Work required → Please return the lines of the data that contain "message".

====== Provided data ======

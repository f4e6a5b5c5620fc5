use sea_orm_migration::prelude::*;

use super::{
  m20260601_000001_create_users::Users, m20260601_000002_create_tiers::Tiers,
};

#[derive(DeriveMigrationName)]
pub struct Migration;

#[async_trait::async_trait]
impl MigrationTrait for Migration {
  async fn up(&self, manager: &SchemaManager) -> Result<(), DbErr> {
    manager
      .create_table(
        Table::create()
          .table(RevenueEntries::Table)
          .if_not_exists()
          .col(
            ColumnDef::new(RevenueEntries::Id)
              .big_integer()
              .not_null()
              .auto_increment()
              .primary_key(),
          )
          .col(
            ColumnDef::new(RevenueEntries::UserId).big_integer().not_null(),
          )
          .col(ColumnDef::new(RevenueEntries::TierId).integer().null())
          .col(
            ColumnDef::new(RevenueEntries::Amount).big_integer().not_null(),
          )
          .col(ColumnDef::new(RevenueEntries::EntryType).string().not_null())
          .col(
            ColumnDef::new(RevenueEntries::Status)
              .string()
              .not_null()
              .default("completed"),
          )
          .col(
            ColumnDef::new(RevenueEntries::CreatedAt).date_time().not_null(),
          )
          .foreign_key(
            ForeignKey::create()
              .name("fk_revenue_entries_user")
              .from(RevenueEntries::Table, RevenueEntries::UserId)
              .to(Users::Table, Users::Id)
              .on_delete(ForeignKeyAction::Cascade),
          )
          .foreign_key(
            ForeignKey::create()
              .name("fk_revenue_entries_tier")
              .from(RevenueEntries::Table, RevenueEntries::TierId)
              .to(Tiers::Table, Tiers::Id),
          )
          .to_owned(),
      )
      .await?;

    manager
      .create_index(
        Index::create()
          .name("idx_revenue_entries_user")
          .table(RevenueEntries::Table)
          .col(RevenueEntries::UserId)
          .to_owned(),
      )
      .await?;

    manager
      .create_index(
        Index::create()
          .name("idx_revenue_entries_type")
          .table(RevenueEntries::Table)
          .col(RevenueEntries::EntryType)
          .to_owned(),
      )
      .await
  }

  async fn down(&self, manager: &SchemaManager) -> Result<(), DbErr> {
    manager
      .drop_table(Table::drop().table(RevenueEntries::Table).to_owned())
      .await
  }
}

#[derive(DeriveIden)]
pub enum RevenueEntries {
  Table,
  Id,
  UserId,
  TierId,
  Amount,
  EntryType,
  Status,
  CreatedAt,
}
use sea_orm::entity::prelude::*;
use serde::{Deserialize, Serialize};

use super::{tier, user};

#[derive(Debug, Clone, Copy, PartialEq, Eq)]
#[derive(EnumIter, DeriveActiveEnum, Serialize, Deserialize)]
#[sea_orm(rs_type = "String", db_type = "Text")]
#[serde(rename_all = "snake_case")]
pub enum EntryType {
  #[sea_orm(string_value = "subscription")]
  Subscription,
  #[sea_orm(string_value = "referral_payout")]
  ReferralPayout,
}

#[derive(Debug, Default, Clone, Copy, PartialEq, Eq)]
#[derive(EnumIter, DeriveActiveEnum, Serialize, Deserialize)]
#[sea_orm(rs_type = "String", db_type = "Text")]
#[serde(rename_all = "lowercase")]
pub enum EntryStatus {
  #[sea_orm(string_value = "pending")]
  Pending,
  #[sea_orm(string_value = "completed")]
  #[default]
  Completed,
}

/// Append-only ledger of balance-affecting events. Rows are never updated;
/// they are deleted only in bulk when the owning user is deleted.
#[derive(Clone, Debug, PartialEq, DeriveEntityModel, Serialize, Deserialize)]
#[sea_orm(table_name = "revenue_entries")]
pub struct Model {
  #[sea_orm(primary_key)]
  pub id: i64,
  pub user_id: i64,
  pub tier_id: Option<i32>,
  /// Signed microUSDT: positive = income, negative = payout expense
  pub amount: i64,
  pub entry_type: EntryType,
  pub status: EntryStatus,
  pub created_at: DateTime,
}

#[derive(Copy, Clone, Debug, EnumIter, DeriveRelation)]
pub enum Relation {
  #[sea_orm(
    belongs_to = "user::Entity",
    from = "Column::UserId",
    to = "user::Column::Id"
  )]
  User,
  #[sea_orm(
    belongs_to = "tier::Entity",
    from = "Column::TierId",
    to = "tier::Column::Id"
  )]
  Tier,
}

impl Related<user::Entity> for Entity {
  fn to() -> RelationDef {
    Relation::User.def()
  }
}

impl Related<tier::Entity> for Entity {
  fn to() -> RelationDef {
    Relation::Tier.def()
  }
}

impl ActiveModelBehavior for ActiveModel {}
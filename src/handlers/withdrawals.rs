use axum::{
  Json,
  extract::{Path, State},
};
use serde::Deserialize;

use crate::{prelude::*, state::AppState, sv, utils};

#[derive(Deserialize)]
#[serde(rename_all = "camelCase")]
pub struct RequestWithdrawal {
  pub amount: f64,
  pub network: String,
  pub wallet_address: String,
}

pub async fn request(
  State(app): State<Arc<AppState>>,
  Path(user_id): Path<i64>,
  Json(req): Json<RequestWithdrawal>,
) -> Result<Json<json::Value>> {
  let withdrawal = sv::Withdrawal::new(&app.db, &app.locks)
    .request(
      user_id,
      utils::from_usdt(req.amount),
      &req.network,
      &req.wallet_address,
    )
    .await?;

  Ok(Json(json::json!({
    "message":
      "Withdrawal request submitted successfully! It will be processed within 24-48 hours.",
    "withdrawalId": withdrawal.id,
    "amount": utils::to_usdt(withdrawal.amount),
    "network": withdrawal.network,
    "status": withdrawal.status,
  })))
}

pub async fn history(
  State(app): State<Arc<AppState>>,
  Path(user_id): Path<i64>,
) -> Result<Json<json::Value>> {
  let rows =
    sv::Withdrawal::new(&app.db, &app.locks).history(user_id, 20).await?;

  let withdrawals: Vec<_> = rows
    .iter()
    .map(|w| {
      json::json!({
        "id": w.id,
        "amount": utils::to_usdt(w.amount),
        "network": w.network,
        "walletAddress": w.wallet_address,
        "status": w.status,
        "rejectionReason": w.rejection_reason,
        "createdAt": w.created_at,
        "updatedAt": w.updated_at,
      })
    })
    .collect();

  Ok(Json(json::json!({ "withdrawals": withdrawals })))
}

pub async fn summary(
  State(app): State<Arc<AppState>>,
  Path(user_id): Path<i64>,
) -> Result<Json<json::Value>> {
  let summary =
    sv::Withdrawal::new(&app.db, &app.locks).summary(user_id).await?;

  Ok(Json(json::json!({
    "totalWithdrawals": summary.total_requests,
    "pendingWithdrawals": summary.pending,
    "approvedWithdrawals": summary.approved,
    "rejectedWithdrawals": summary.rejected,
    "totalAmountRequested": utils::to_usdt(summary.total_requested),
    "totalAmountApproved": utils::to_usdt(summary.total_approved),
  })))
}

======
====== Provided data ======

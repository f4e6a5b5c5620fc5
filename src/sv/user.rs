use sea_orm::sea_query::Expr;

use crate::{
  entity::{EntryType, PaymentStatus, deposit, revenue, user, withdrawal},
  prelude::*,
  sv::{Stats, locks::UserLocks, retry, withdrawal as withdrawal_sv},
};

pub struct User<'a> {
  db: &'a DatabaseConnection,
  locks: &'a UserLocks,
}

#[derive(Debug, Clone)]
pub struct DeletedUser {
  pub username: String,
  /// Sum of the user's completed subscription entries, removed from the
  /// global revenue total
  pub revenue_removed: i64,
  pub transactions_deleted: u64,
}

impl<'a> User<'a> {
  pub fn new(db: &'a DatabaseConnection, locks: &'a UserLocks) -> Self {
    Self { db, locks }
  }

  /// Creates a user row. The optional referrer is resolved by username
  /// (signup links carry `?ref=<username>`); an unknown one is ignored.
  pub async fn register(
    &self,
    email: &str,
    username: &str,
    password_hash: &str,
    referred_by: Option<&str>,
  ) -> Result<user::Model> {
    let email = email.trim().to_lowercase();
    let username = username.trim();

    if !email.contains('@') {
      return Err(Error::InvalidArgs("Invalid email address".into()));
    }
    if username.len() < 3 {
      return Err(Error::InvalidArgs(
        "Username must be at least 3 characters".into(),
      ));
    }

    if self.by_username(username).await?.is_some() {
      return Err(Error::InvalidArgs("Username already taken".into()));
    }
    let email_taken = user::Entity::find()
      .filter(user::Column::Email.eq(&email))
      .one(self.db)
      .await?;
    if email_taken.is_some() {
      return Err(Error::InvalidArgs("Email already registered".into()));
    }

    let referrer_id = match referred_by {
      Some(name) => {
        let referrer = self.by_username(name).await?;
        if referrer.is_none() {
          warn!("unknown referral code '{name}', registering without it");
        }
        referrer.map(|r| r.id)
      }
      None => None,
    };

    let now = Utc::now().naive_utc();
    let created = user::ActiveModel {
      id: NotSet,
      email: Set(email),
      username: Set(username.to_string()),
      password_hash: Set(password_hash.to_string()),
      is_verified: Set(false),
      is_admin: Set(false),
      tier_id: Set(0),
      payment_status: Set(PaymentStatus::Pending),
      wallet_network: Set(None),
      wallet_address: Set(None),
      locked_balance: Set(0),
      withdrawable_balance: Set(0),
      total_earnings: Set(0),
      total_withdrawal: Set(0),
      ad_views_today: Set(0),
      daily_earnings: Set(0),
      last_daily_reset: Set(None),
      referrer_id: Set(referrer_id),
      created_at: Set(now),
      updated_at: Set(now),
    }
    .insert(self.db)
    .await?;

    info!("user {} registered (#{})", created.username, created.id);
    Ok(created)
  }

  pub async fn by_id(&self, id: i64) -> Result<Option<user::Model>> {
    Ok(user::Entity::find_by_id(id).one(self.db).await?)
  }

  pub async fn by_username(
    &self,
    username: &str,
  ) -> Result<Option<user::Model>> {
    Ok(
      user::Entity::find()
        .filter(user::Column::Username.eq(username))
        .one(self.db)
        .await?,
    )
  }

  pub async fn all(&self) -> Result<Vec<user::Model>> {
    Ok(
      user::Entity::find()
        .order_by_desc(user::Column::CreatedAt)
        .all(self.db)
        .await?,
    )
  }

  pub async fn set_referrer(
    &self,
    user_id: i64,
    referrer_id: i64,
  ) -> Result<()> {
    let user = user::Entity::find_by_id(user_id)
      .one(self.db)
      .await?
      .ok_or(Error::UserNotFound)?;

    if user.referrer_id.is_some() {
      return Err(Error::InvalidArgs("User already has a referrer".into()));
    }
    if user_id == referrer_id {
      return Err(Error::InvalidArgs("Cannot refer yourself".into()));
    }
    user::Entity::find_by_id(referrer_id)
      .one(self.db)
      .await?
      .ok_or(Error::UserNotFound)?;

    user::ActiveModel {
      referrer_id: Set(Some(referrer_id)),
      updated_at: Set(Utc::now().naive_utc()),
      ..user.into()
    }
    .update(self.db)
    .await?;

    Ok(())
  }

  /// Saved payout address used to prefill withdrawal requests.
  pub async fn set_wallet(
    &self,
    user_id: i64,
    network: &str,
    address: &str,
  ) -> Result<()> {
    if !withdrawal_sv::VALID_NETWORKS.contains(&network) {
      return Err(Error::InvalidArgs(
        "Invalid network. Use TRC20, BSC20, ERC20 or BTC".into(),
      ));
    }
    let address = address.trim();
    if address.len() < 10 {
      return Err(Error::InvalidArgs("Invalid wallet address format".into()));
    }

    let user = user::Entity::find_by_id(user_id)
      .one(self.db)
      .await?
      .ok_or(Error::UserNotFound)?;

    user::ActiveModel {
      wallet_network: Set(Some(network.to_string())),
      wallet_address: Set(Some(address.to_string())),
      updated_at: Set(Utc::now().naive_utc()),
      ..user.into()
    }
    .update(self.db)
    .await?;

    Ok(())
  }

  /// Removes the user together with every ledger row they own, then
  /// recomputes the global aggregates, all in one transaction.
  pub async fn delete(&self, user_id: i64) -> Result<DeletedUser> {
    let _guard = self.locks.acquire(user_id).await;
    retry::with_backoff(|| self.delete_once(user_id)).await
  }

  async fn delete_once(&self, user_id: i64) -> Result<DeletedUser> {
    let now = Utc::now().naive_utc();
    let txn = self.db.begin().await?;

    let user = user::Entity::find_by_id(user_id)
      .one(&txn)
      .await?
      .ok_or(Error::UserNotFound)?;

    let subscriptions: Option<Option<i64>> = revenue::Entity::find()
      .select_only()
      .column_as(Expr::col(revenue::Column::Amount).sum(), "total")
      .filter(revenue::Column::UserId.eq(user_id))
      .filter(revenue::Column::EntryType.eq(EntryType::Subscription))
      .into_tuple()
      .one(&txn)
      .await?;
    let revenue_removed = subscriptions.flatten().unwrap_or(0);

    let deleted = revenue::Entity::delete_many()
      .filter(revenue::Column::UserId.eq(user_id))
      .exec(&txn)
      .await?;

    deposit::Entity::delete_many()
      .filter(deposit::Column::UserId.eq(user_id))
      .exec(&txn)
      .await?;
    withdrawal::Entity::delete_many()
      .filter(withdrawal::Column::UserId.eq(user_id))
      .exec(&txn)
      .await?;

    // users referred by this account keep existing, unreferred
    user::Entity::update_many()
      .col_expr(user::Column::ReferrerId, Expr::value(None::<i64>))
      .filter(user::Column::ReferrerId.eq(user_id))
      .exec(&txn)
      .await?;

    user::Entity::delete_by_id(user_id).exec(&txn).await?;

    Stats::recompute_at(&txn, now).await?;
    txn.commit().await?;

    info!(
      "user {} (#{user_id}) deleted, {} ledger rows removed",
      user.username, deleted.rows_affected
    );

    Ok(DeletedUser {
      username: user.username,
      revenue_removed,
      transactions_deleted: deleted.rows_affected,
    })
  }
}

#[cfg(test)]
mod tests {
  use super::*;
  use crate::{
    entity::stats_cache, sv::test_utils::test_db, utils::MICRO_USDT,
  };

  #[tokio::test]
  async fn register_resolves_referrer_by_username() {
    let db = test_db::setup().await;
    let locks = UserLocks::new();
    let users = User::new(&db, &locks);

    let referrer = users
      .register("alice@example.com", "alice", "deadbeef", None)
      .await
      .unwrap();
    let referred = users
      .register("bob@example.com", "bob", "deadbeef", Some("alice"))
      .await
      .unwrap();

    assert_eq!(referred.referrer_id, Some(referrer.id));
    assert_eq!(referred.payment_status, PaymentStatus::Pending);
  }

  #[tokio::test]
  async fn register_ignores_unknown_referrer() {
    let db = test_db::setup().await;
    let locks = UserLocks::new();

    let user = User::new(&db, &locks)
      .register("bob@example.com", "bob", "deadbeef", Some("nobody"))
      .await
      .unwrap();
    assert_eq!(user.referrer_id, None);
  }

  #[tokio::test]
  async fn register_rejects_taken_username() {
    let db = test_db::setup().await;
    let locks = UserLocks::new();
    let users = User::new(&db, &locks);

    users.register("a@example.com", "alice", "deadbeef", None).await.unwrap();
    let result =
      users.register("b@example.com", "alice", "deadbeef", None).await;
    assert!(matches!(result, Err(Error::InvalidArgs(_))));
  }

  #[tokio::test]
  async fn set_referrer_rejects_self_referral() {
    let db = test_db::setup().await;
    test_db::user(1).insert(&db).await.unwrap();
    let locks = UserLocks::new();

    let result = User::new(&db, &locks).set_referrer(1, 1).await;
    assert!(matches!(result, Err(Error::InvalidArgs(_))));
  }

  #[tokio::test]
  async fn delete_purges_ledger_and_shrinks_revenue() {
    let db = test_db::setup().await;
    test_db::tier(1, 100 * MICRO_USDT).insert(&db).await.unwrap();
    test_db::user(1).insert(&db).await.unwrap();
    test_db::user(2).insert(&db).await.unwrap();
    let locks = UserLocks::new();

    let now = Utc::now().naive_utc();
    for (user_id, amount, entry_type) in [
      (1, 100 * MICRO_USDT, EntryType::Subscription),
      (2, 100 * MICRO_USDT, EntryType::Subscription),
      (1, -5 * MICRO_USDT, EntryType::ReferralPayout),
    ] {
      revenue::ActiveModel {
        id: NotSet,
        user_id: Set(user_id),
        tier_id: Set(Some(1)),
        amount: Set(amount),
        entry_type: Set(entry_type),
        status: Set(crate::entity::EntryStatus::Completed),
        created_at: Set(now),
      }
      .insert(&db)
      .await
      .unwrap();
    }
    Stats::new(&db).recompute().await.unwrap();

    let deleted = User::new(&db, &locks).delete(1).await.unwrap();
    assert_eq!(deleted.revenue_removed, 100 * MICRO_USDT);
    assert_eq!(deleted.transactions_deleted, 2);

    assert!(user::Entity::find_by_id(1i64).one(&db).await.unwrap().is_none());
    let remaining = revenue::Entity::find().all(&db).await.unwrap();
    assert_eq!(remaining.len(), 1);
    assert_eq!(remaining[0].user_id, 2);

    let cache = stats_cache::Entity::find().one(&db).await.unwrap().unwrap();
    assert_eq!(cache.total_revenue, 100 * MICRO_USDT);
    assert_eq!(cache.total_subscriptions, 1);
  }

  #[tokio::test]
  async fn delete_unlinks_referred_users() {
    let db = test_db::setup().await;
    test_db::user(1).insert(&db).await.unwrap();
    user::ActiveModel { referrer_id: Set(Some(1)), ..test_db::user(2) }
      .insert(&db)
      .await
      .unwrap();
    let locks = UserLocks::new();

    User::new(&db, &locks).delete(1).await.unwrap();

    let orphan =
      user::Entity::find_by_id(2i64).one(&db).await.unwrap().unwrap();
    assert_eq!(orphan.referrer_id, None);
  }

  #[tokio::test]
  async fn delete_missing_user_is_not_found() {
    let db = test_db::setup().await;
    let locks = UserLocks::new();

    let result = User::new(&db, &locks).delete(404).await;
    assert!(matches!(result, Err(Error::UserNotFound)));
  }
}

======
====== Provided data ======

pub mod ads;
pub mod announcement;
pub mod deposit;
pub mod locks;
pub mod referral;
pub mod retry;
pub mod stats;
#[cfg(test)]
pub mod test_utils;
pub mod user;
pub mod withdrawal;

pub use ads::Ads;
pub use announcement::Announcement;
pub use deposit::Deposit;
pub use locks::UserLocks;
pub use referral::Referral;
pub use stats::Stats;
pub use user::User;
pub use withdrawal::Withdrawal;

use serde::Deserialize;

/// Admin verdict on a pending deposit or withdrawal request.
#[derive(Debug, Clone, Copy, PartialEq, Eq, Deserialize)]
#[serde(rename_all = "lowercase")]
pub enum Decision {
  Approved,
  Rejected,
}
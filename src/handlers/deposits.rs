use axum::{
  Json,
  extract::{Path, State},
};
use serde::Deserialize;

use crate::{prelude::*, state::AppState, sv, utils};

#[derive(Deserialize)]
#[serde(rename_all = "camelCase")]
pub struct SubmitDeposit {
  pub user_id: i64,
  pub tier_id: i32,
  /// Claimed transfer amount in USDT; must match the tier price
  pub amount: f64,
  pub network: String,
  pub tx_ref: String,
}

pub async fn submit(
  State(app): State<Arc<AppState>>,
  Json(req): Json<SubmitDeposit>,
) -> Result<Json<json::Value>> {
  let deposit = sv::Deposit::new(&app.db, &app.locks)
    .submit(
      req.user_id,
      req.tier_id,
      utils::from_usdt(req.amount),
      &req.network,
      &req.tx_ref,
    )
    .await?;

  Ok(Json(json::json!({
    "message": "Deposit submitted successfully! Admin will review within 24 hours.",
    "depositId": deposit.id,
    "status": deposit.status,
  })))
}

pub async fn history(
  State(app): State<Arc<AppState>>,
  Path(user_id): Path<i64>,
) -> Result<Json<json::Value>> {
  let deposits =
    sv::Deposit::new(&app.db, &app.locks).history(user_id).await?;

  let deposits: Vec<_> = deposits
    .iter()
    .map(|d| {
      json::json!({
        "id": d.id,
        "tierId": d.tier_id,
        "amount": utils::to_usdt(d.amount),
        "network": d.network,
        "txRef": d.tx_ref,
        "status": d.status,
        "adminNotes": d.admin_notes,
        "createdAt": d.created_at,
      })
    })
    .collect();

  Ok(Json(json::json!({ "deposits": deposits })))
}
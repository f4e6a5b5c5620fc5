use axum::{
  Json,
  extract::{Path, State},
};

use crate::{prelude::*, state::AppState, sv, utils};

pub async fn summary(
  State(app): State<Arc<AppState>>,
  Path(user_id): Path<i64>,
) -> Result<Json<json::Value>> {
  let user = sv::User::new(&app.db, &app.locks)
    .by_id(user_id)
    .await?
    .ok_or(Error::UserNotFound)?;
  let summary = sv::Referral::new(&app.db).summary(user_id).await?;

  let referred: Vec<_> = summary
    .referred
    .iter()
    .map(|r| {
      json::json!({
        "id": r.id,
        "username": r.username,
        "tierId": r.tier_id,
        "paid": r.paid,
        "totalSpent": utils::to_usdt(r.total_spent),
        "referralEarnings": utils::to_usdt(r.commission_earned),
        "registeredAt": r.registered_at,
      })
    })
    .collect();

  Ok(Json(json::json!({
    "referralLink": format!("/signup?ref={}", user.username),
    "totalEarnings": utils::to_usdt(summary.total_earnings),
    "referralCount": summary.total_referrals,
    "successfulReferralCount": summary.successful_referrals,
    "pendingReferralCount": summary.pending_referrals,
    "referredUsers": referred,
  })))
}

======

Your response →
    "message":
    "message": "Deposit submitted successfully! Admin will review within 24 hours.",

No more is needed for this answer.